═════ SUPPLIED MATERIAL
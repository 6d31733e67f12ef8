//! Configuration for the delve client.
//!
//! Settings persist to disk as a RON file, with CLI overrides via clap and
//! hot-reload detection. Every section is `#[serde(default)]` so older
//! files keep loading when new fields appear.

mod cli;
mod config;
mod error;

pub use cli::CliArgs;
pub use config::{Config, DebugConfig, NetworkConfig, SessionConfig};
pub use error::ConfigError;
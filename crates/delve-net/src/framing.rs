//! Frame layer: a u32 little-endian body length, then the body.
//!
//! ```text
//! [len: u32 LE][body: len bytes]
//! ```
//!
//! `len` counts only the body. Zero is never valid since each frame holds
//! one encoded envelope.

use tokio::io::{AsyncRead, AsyncReadExt, AsyncWrite, AsyncWriteExt};

pub const PREFIX_LEN: usize = 4;

/// 10 MiB.
pub const DEFAULT_MAX_FRAME_BYTES: u32 = 10 * 1024 * 1024;

/// Limits shared by the read and write sides.
#[derive(Debug, Clone, Copy, PartialEq, Eq)]
pub struct FrameConfig {
    pub max_frame_bytes: u32,
}

impl Default for FrameConfig {
    fn default() -> Self {
        Self {
            max_frame_bytes: DEFAULT_MAX_FRAME_BYTES,
        }
    }
}

#[derive(Debug, thiserror::Error)]
pub enum FrameError {
    #[error("frame length is zero")]
    InvalidLength,

    /// `size` is the advertised or attempted body length.
    #[error("payload size {size} exceeds maximum {max}")]
    OversizedPayload { size: u64, max: u32 },

    #[error("stream ended inside a frame")]
    ShortRead,

    #[error("frame I/O failed: {0}")]
    Io(#[from] std::io::Error),
}

/// Validate a body length without touching any stream.
pub fn check_len(len: u64, config: &FrameConfig) -> Result<(), FrameError> {
    match len {
        0 => Err(FrameError::InvalidLength),
        n if n > u64::from(config.max_frame_bytes) => Err(FrameError::OversizedPayload {
            size: n,
            max: config.max_frame_bytes,
        }),
        _ => Ok(()),
    }
}

/// Read one frame body.
///
/// A bad prefix is reported before any body byte is consumed, so a hostile
/// length never causes an allocation.
pub async fn read_frame<R>(reader: &mut R, config: &FrameConfig) -> Result<Vec<u8>, FrameError>
where
    R: AsyncRead + Unpin,
{
    let mut prefix = [0u8; PREFIX_LEN];
    reader.read_exact(&mut prefix).await.map_err(short_read)?;
    let len = u32::from_le_bytes(prefix);
    check_len(u64::from(len), config)?;

    let mut body = vec![0u8; len as usize];
    reader.read_exact(&mut body).await.map_err(short_read)?;
    Ok(body)
}

/// Write one frame and flush. Nothing is written if `body` fails
/// [`check_len`].
pub async fn write_frame<W>(writer: &mut W, body: &[u8], config: &FrameConfig) -> Result<(), FrameError>
where
    W: AsyncWrite + Unpin,
{
    check_len(body.len() as u64, config)?;
    let prefix = (body.len() as u32).to_le_bytes();
    writer.write_all(&prefix).await?;
    writer.write_all(body).await?;
    writer.flush().await?;
    Ok(())
}

fn short_read(e: std::io::Error) -> FrameError {
    match e.kind() {
        std::io::ErrorKind::UnexpectedEof => FrameError::ShortRead,
        _ => FrameError::Io(e),
    }
}

#[cfg(test)]
mod tests {
    use super::*;
    use tokio::io::duplex;

    fn limit(max_frame_bytes: u32) -> FrameConfig {
        FrameConfig { max_frame_bytes }
    }

    #[tokio::test]
    async fn test_wire_layout_is_le_prefix_then_body() {
        let (mut tx, mut rx) = duplex(64);
        write_frame(&mut tx, b"gem", &FrameConfig::default())
            .await
            .unwrap();
        drop(tx);

        let mut raw = Vec::new();
        rx.read_to_end(&mut raw).await.unwrap();
        assert_eq!(raw, [3, 0, 0, 0, b'g', b'e', b'm']);
    }

    #[tokio::test]
    async fn test_body_larger_than_pipe_buffer() {
        // A 7-byte pipe forces every read_exact to resume several times.
        let (mut tx, mut rx) = duplex(7);
        let body: Vec<u8> = (0..=255).collect();
        let config = limit(256);

        let sent = body.clone();
        let writer = tokio::spawn(async move { write_frame(&mut tx, &sent, &config).await });
        assert_eq!(read_frame(&mut rx, &config).await.unwrap(), body);
        writer.await.unwrap().unwrap();
    }

    #[tokio::test]
    async fn test_consecutive_frames_keep_boundaries() {
        let (mut tx, mut rx) = duplex(256);
        let config = FrameConfig::default();
        for body in [&b"slot"[..], b"x", b"mission list"] {
            write_frame(&mut tx, body, &config).await.unwrap();
        }
        assert_eq!(read_frame(&mut rx, &config).await.unwrap(), b"slot");
        assert_eq!(read_frame(&mut rx, &config).await.unwrap(), b"x");
        assert_eq!(read_frame(&mut rx, &config).await.unwrap(), b"mission list");
    }

    #[tokio::test]
    async fn test_oversized_prefix_consumes_only_the_prefix() {
        let (mut tx, mut rx) = duplex(64);
        tx.write_all(&20_000_000u32.to_le_bytes()).await.unwrap();
        tx.write_all(b"tail").await.unwrap();

        let err = read_frame(&mut rx, &limit(10_000_000)).await.unwrap_err();
        assert!(matches!(
            err,
            FrameError::OversizedPayload {
                size: 20_000_000,
                max: 10_000_000
            }
        ));

        let mut rest = [0u8; 4];
        rx.read_exact(&mut rest).await.unwrap();
        assert_eq!(&rest, b"tail");
    }

    #[tokio::test]
    async fn test_rejected_writes_leave_stream_untouched() {
        let (mut tx, mut rx) = duplex(64);
        let config = limit(8);
        assert!(matches!(
            write_frame(&mut tx, &[1; 9], &config).await,
            Err(FrameError::OversizedPayload { size: 9, max: 8 })
        ));
        assert!(matches!(
            write_frame(&mut tx, &[], &config).await,
            Err(FrameError::InvalidLength)
        ));
        drop(tx);

        let mut raw = Vec::new();
        rx.read_to_end(&mut raw).await.unwrap();
        assert!(raw.is_empty());
    }

    #[tokio::test]
    async fn test_zero_prefix_is_invalid() {
        let (mut tx, mut rx) = duplex(64);
        tx.write_all(&[0; PREFIX_LEN]).await.unwrap();
        assert!(matches!(
            read_frame(&mut rx, &FrameConfig::default()).await,
            Err(FrameError::InvalidLength)
        ));
    }

    #[tokio::test]
    async fn test_eof_mid_frame_is_short_read() {
        let (tx, mut rx) = duplex(64);
        drop(tx);
        assert!(matches!(
            read_frame(&mut rx, &FrameConfig::default()).await,
            Err(FrameError::ShortRead)
        ));

        let (mut tx, mut rx) = duplex(64);
        tx.write_all(&10u32.to_le_bytes()).await.unwrap();
        tx.write_all(b"abc").await.unwrap();
        drop(tx);
        assert!(matches!(
            read_frame(&mut rx, &FrameConfig::default()).await,
            Err(FrameError::ShortRead)
        ));
    }

    #[test]
    fn test_check_len_bounds() {
        let config = limit(100);
        assert!(check_len(1, &config).is_ok());
        assert!(check_len(100, &config).is_ok());
        assert!(check_len(101, &config).is_err());
        assert!(matches!(check_len(0, &config), Err(FrameError::InvalidLength)));
    }
}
══════════
WORK TO BE COMPLETED: Among the entries, find every line holding "flush" and return it.

WRITTEN RESPONSE:
/// Write one frame and flush. Nothing is written if `body` fails
    writer.flush().await?;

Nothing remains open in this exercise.